Untuk menyampaikan ucapan terimakasih, orang-orang kulit menggelar festival dan makan besar
bersama orang-orang Indian. George Washington lah yang menetapkan hari Kamis terakhir di bulan
November sebagai hari Thanksgiving. Pada saat Thanksgiving, kalkun menjadi makanan khas yang
wajib dihidangkan di meja makan.
China
Di China, orang pasti mudik saat tahun baru China atau Imlek. Disini, tahun baru lazim disebut
dengan nama Festival Musim Semi. Atraksi yang paling sering dipertontonkan adalah barongsai dan
pesta kembang api. Jadi tak heran jika China adalah penyumbang 75 persen dalam produksi
kembang api dunia.

Selain itu, budaya lain yang sangat populer pada hari tersebut adalah angpau, -sampul merah yang
berisi uang. Bagi yang belum menikah, mereka berhak untuk menerima angpau dari anggota
keluarga lain yang telah menikah. Pemberian angpau ini dimaksudkan sebagai ucapan selamat dan
harapan untuk memperoleh kekayaan dan nasib yang lebih baik di tahun baru tersebut.
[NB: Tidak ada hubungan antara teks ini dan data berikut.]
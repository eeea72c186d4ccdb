//! DOCX → Markdown: reads `word/document.xml` out of the OOXML zip container.
//!
//! Paragraph styles `Title` / `HeadingN` become `#` headings, numbered or
//! bulleted paragraphs become `-` list items, everything else is a paragraph.

use std::io::{Cursor, Read};

use quick_xml::events::{BytesStart, Event};
use quick_xml::Reader;

use docmark_core::{Error, Result};

const DOCUMENT_PART: &str = "word/document.xml";

/// Paragraph kinds recognised from `w:pPr`.
#[derive(Debug, Clone, Copy, PartialEq, Eq)]
enum Block {
    Heading(usize),
    ListItem,
    Paragraph,
}

#[derive(Debug)]
struct Paragraph {
    kind: Block,
    text: String,
}

impl Default for Paragraph {
    fn default() -> Self {
        Self {
            kind: Block::Paragraph,
            text: String::new(),
        }
    }
}

pub fn to_markdown(bytes: &[u8]) -> Result<String> {
    let xml = read_document_part(bytes)?;
    let paragraphs = parse_paragraphs(&xml)?;

    // List items stay on consecutive lines, other blocks are separated by a blank line.
    let mut out = String::new();
    let mut prev: Option<Block> = None;
    for para in paragraphs {
        if para.text.trim().is_empty() {
            continue;
        }
        let line = match para.kind {
            Block::Heading(level) => format!("{} {}", "#".repeat(level), para.text.trim()),
            Block::ListItem => format!("- {}", para.text.trim()),
            Block::Paragraph => para.text.trim_end().to_string(),
        };
        if let Some(p) = prev {
            let tight = p == Block::ListItem && para.kind == Block::ListItem;
            out.push_str(if tight { "\n" } else { "\n\n" });
        }
        out.push_str(&line);
        prev = Some(para.kind);
    }
    Ok(out)
}

fn read_document_part(bytes: &[u8]) -> Result<String> {
    let mut archive = zip::ZipArchive::new(Cursor::new(bytes))
        .map_err(|e| Error::Conversion(format!("not a DOCX archive: {}", e)))?;
    let mut part = archive
        .by_name(DOCUMENT_PART)
        .map_err(|_| Error::Conversion(format!("DOCX archive has no {}", DOCUMENT_PART)))?;
    let mut xml = String::new();
    part.read_to_string(&mut xml)
        .map_err(|e| Error::Conversion(format!("unreadable {}: {}", DOCUMENT_PART, e)))?;
    Ok(xml)
}

/// Walk `w:p` / `w:r` / `w:t` events. Tabs and breaks count only inside a run,
/// so tab-stop definitions under `w:pPr` never reach the text.
fn parse_paragraphs(xml: &str) -> Result<Vec<Paragraph>> {
    let mut reader = Reader::from_str(xml);
    let mut buf = Vec::new();

    let mut paragraphs = Vec::new();
    let mut current = Paragraph::default();
    let mut in_paragraph = false;
    let mut in_run = false;
    let mut in_text = false;

    loop {
        match reader.read_event_into(&mut buf) {
            Ok(Event::Start(ref e)) => match e.local_name().as_ref() {
                b"p" => {
                    in_paragraph = true;
                    current = Paragraph::default();
                }
                b"r" => in_run = in_paragraph,
                b"t" => in_text = in_run,
                _ if in_paragraph => apply_property(e, &mut current),
                _ => {}
            },
            Ok(Event::End(ref e)) => match e.local_name().as_ref() {
                b"p" => {
                    in_paragraph = false;
                    paragraphs.push(std::mem::take(&mut current));
                }
                b"r" => in_run = false,
                b"t" => in_text = false,
                _ => {}
            },
            Ok(Event::Empty(ref e)) => match e.local_name().as_ref() {
                b"tab" if in_run => current.text.push('\t'),
                b"br" | b"cr" if in_run => current.text.push('\n'),
                _ if in_paragraph => apply_property(e, &mut current),
                _ => {}
            },
            Ok(Event::Text(e)) => {
                if in_text {
                    let text = e
                        .unescape()
                        .map_err(|e| Error::Conversion(format!("bad text in {}: {}", DOCUMENT_PART, e)))?;
                    current.text.push_str(&text);
                }
            }
            Ok(Event::Eof) => break,
            Err(e) => {
                return Err(Error::Conversion(format!(
                    "XML error in {} at {}: {}",
                    DOCUMENT_PART,
                    reader.buffer_position(),
                    e
                )))
            }
            _ => {}
        }
        buf.clear();
    }
    Ok(paragraphs)
}

/// Heading and list markers from paragraph properties.
fn apply_property(e: &BytesStart, para: &mut Paragraph) {
    match e.local_name().as_ref() {
        b"pStyle" => {
            let Some(style) = attribute(e, b"val") else {
                return;
            };
            let style = style.to_ascii_lowercase();
            if style == "title" {
                para.kind = Block::Heading(1);
            } else if let Some(level) = style.strip_prefix("heading") {
                let level: usize = level.trim().parse().unwrap_or(1);
                para.kind = Block::Heading(level.clamp(1, 6));
            } else if style.starts_with("listparagraph") || style.starts_with("listbullet") {
                para.kind = Block::ListItem;
            }
        }
        b"numPr" => {
            if para.kind == Block::Paragraph {
                para.kind = Block::ListItem;
            }
        }
        _ => {}
    }
}

fn attribute(e: &BytesStart, name: &[u8]) -> Option<String> {
    e.attributes()
        .flatten()
        .find(|a| a.key.local_name().as_ref() == name)
        .and_then(|a| a.unescape_value().ok())
        .map(|v| v.into_owned())
}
Selain itu,
karena pada saat Imlek semua hutang harus dibayar, maka angpau dapat digunakan untuk keperluan
tersebut.
Singapura
Secara umum, budaya mudik di SIngapura mengikuti tradisi di China dimana memang etnis China
menguasai komunitas penduduk di Singapura. Pada hari tersebut (tahun baru China) hampir semua
toko libur setidaknya selama 2 hari, termasuk warung makan dan warung kopi. Kecuali gerai-gerai
fast food dan kurang dari setengah warung melayu/india dipastikan semua toko akan tutup.
Biasanya hari tersebut, harga-harga makanan akan melonjak naik.